La thérapie transgénérationnelle aide à comprendre,et à libérer  les situations souffrantes de l’histoire familiale en investiguant à partir du génosociogramme les informations issues des prénoms, places, dates, métiers, évènements – syndromes anniversaires qui renseignent sur les transmissions inconscientes spécifiques à chaque place.

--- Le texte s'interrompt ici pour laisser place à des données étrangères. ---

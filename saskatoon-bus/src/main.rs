use std::path::PathBuf;
use std::process::ExitCode;

use clap::Parser;
use tracing::{error, info};
use tracing_subscriber::EnvFilter;

use saskatoon_bus::config::AgencyRules;
use saskatoon_bus::feed::Feed;
use saskatoon_bus::pipeline::Pipeline;
use saskatoon_bus::sink::CollectedMetadata;

/// Canonicalize a Saskatoon Transit feed snapshot and print its display metadata.
#[derive(Parser, Debug)]
#[command(author, version, about, long_about = None)]
struct Args {
    /// Rule table to use instead of the built-in Saskatoon one
    #[arg(long)]
    rules: Option<PathBuf>,
    /// Feed snapshot as JSON
    feed: PathBuf,
}

fn run(args: Args) -> Result<(), Box<dyn std::error::Error>> {
    let rules = match &args.rules {
        Some(path) => {
            info!(path = %path.display(), "loading rules");
            AgencyRules::from_path(path)?
        }
        None => AgencyRules::saskatoon()?,
    };

    let json = std::fs::read_to_string(&args.feed)
        .map_err(|e| format!("failed to read feed {}: {e}", args.feed.display()))?;
    let feed: Feed = serde_json::from_str(&json)?;

    let mut sink = CollectedMetadata::new();
    Pipeline::new(rules).run(&feed, &mut sink)?;

    println!("{}", serde_json::to_string_pretty(&sink)?);
    Ok(())
}

fn main() -> ExitCode {
    tracing_subscriber::fmt()
        .with_env_filter(
            EnvFilter::try_from_default_env().unwrap_or_else(|_| EnvFilter::new("info")),
        )
        .with_writer(std::io::stderr)
        .init();

    let args = Args::parse();

    match run(args) {
        Ok(()) => ExitCode::SUCCESS,
        Err(e) => {
            error!("{e}");
            ExitCode::FAILURE
        }
    }
}

#[cfg(test)]
mod tests {
    use super::*;
    use clap::CommandFactory;

    #[test]
    fn args_are_well_formed() {
        Args::command().debug_assert();
    }

    #[test]
    fn rules_flag_is_optional() {
        let args = Args::try_parse_from(["saskatoon-bus", "feed.json"]).unwrap();
        assert_eq!(args.feed, PathBuf::from("feed.json"));
        assert!(args.rules.is_none());

        let args =
            Args::try_parse_from(["saskatoon-bus", "--rules", "r.json", "feed.json"]).unwrap();
        assert_eq!(args.rules, Some(PathBuf::from("r.json")));
        assert_eq!(args.feed, PathBuf::from("feed.json"));
    }

    #[test]
    fn feed_is_required() {
        assert!(Args::try_parse_from(["saskatoon-bus", "--rules", "r.json"]).is_err());
    }
}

Ainsi, en revisitant et en réhabilitant les places de chaque membre ayant composé le système familial, l’individu peut alléger ses tensions internes et trouver une juste distance par rapport au passé familial.

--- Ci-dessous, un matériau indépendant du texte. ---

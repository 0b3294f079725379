//! Per-run state, threaded explicitly through one pass over a feed.

use std::collections::{BTreeMap, HashMap, HashSet};

use crate::classify::Classification;
use crate::domain::{RouteId, StopId};
use crate::error::PipelineError;

/// What one run has learned so far: classified routes, parsed stop codes and
/// excluded trips.
///
/// Created empty for each run and dropped at the end, so nothing leaks from
/// one feed into the next.
#[derive(Debug, Default)]
pub struct RunContext<'r> {
    /// Keyed by feed `route_id`
    routes: HashMap<String, Classification<'r>>,
    /// Route number to feed `route_id`
    numbers: BTreeMap<RouteId, String>,
    /// Feed `stop_id` to public stop number
    stops: HashMap<String, StopId>,
    excluded_trips: HashSet<String>,
}

impl<'r> RunContext<'r> {
    pub fn new() -> Self {
        Self::default()
    }

    /// Record a classified route. Each route number may appear once.
    pub fn register_route(
        &mut self,
        route_id: &str,
        classification: Classification<'r>,
    ) -> Result<(), PipelineError> {
        let number = classification.route.id;
        if let Some(first) = self.numbers.get(&number) {
            return Err(PipelineError::DuplicateRoute {
                route: number,
                first: first.clone(),
                second: route_id.to_string(),
            });
        }
        self.numbers.insert(number, route_id.to_string());
        self.routes.insert(route_id.to_string(), classification);
        Ok(())
    }

    pub fn route(&self, route_id: &str) -> Option<&Classification<'r>> {
        self.routes.get(route_id)
    }

    /// Display short name of a registered route number.
    pub fn short_name(&self, route: RouteId) -> Option<&str> {
        let route_id = self.numbers.get(&route)?;
        self.routes
            .get(route_id)
            .map(|c| c.route.short_name.as_str())
    }

    pub fn route_count(&self) -> usize {
        self.routes.len()
    }

    pub fn register_stop(&mut self, stop_id: &str, number: StopId) {
        self.stops.insert(stop_id.to_string(), number);
    }

    pub fn stop(&self, stop_id: &str) -> Option<StopId> {
        self.stops.get(stop_id).copied()
    }

    pub fn stop_count(&self) -> usize {
        self.stops.len()
    }

    pub fn exclude_trip(&mut self, trip_id: &str) {
        self.excluded_trips.insert(trip_id.to_string());
    }

    pub fn excluded_count(&self) -> usize {
        self.excluded_trips.len()
    }
}

#[cfg(test)]
mod tests {
    use super::*;
    use crate::classify::classify_route;
    use crate::config::AgencyRules;
    use crate::feed::FeedRoute;

    fn route(route_id: &str, short_name: &str) -> FeedRoute {
        FeedRoute {
            route_id: route_id.into(),
            short_name: short_name.into(),
            long_name: String::new(),
        }
    }

    #[test]
    fn registers_routes_and_short_names() {
        let rules = AgencyRules::saskatoon().unwrap();
        let mut ctx = RunContext::new();
        let c = classify_route(&route("13954", "060"), &rules).unwrap();
        ctx.register_route("13954", c).unwrap();

        assert_eq!(ctx.route("13954").unwrap().route.id, RouteId::new(60));
        assert_eq!(ctx.short_name(RouteId::new(60)), Some("60"));
        assert_eq!(ctx.short_name(RouteId::new(4)), None);
        assert_eq!(ctx.route_count(), 1);
    }

    #[test]
    fn duplicate_route_number_rejected() {
        let rules = AgencyRules::saskatoon().unwrap();
        let mut ctx = RunContext::new();
        ctx.register_route("a", classify_route(&route("a", "060"), &rules).unwrap())
            .unwrap();
        let err = ctx
            .register_route("b", classify_route(&route("b", "60"), &rules).unwrap())
            .unwrap_err();
        assert_eq!(
            err,
            PipelineError::DuplicateRoute {
                route: RouteId::new(60),
                first: "a".into(),
                second: "b".into(),
            }
        );
    }

    #[test]
    fn stops_and_exclusions() {
        let mut ctx = RunContext::new();
        ctx.register_stop("s1", StopId::parse("3459").unwrap());
        assert_eq!(ctx.stop("s1").map(|s| s.get()), Some(3459));
        assert_eq!(ctx.stop("s2"), None);
        assert_eq!(ctx.stop_count(), 1);

        ctx.exclude_trip("t1");
        ctx.exclude_trip("t1");
        assert_eq!(ctx.excluded_count(), 1);
    }
}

La thérapie transgénérationnelle, engage le corps tout autant que la parole en travaillant sur la restauration des liens intergénérationnels et sur l’enracinement du sujet dans sa place d’origine.

Dans ma pratique je propose plusieurs outils systémiques et psycho-corporels pour accompagner le processus transgénérationnel et favoriser la libération des mémoires émotionnelles ( dont les  constellations familiales  permettant d’explorer le « caché » portant l’ombre familiale et de mettre en lumière les dynamiques relationnelles inconscientes entre les générations). 

La thérapie transgénrérationnelle est une méthode qui fait ses preuves: elle permet de  libérer un potentiel transformateur avec souvent des effets bénéfiques sur les autres membres de la famille non présents dans le cadre du groupe. Ces effets sont d’autant plus probant en associant les 2 méthodes : thérapie transgénérationnelle et constellations familiales). J’ai pu  ainsi constater dans ma pratique que cela permettait de :

  • retrouver du sens à sa place dans la famille ainsi que dans l’espace socioprofessionnel ;
  • se relier à ceux connus et inconnus de sa généalogie ce qui renforce le sentiment d’identité et d’appartenance  et apporte énergétiquement une consistance corporelle de force et d’ancrage.
  • se distancer des souffrances de l’histoire familiale et s’alléger des dettes de loyautés
  • recontacter l’ouverture dans le présent en libérant l’âme des fardeaux hérités.
  • s’approprier son héritage afin de pouvoir en disposer librement et de manière adaptée.
  • revenir à Soi, dans la confiance et la conscience de sa vie( de sa place dans le monde), des ressources à disposition, issues de l’arbre généalogique  prêtes à être éveillées au profit de son épanouissement.